I'm not sure about this naming schematic as it looks like more of a hostname:port combo than a mac address.

Let's pretend that:

  1. on the DHCP Server you set a static reservation for xx:xx:xx:xx:xx:xx to 192.168.1.20
  2. This device connects to the network and properly goes through DHCP channels
  3. A new device with the mac address yy:yy:yy:yy:yy:yy connects to the network and attempts to use a locally configured static IP address 192.168.1.20

Anecdotally: My Oracle Linux servers (SEE: Red Hat based) check to see if the address is in use on the network before fully bringing the NIC up.
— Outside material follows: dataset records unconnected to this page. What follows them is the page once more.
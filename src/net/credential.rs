//! The currently installed bearer credential.
//!
//! DESIGN
//! ======
//! One `Credential` cell is created per client and handed to both the
//! session store and the request interceptor. Installing a token is
//! crate-private and only `state::auth` calls it; the interceptor is limited
//! to clearing the cell when the server rejects it.

#[cfg(test)]
#[path = "credential_test.rs"]
mod credential_test;

use std::sync::{Arc, PoisonError, RwLock};

/// Shared, cloneable handle to the installed bearer token.
#[derive(Clone, Default)]
pub struct Credential {
    inner: Arc<RwLock<Option<String>>>,
}

impl Credential {
    #[must_use]
    pub fn new() -> Self {
        Self::default()
    }

    /// Whether a token is currently installed.
    #[must_use]
    pub fn is_installed(&self) -> bool {
        self.inner.read().unwrap_or_else(PoisonError::into_inner).is_some()
    }

    /// Current token, if any.
    #[must_use]
    pub fn current(&self) -> Option<String> {
        self.inner.read().unwrap_or_else(PoisonError::into_inner).clone()
    }

    /// `Bearer <token>` header value for the installed token.
    #[must_use]
    pub fn authorization_header(&self) -> Option<String> {
        self.current().map(|token| format!("Bearer {token}"))
    }

    pub(crate) fn install(&self, token: &str) {
        *self.inner.write().unwrap_or_else(PoisonError::into_inner) = Some(token.to_owned());
    }

    /// Remove the installed token. Returns whether one was present.
    pub(crate) fn clear(&self) -> bool {
        self.inner.write().unwrap_or_else(PoisonError::into_inner).take().is_some()
    }
}

impl std::fmt::Debug for Credential {
    fn fmt(&self, f: &mut std::fmt::Formatter<'_>) -> std::fmt::Result {
        f.debug_struct("Credential").field("installed", &self.is_installed()).finish()
    }
}
//! Exam catalog records.

#[cfg(test)]
#[path = "exams_test.rs"]
mod exams_test;

use serde::{Deserialize, Serialize};
use serde_json::{Map, Value};

use crate::net::types::deserialize_opt_string_lenient;

/// Public read path; writes go to [`EXAMS_WRITE_PATH`].
pub const EXAMS_PATH: &str = "/exams";
pub const EXAMS_WRITE_PATH: &str = "/admin/exams";

/// `GET /exams` reply.
#[derive(Clone, Debug, Default, PartialEq, Serialize, Deserialize)]
pub struct ExamList {
    #[serde(default)]
    pub exams: Vec<Exam>,
}

#[derive(Clone, Debug, Default, PartialEq, Serialize, Deserialize)]
pub struct Exam {
    /// Mongo `_id`. A stray `id` key is left in `extra`.
    #[serde(
        default,
        rename = "_id",
        deserialize_with = "deserialize_opt_string_lenient",
        skip_serializing_if = "Option::is_none"
    )]
    pub id: Option<String>,
    #[serde(default)]
    pub name: String,
    #[serde(default)]
    pub description: String,
    #[serde(default)]
    pub duration: String,
    #[serde(default)]
    pub price: f64,
    #[serde(default)]
    pub features: Vec<String>,
    /// Category name to its sub-categories, kept as sent.
    #[serde(default)]
    pub categories: Map<String, Value>,
    #[serde(flatten)]
    pub extra: Map<String, Value>,
}

impl Exam {
    fn matches(&self, needle: &str, raw: &str) -> bool {
        [&self.name, &self.description, &self.duration]
            .into_iter()
            .any(|field| field.to_lowercase().contains(needle))
            || self.features.iter().any(|f| f.to_lowercase().contains(needle))
            || self.price.to_string().contains(raw)
    }
}

/// Split a comma-separated feature list, dropping blanks.
#[must_use]
pub fn parse_features(input: &str) -> Vec<String> {
    input
        .split(',')
        .map(str::trim)
        .filter(|f| !f.is_empty())
        .map(str::to_owned)
        .collect()
}

/// Search over name, description, features, duration and price.
#[must_use]
pub fn filter_exams<'a>(exams: &'a [Exam], term: &str) -> Vec<&'a Exam> {
    let raw = term.trim();
    if raw.is_empty() {
        return exams.iter().collect();
    }
    let needle = raw.to_lowercase();
    exams.iter().filter(|exam| exam.matches(&needle, raw)).collect()
}

/// Name of the exam with `id`, if listed.
#[must_use]
pub fn exam_name<'a>(exams: &'a [Exam], id: &str) -> Option<&'a str> {
    exams
        .iter()
        .find(|exam| exam.id.as_deref() == Some(id))
        .map(|exam| exam.name.as_str())
}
Windows Machines will attempt to bring the NIC up, detect the conflict and report warnings about an ip address conflict

Ultimately: The behavior is undefined and different operating systems will employ different procedures to rectify / ignore the issue. If two device are brought up on the network with the same ip address, all nodes on the subnet will have an arp entry mapping the IP to one of the two MAC ADDRESSES. Since there are conflicting IPs, this mapping may be different on each node. For technical discussion see the following: Entry on ARP Spoofing

In an enterprise network it may be wise to have hardware / software that attempts to detect and block such attempts.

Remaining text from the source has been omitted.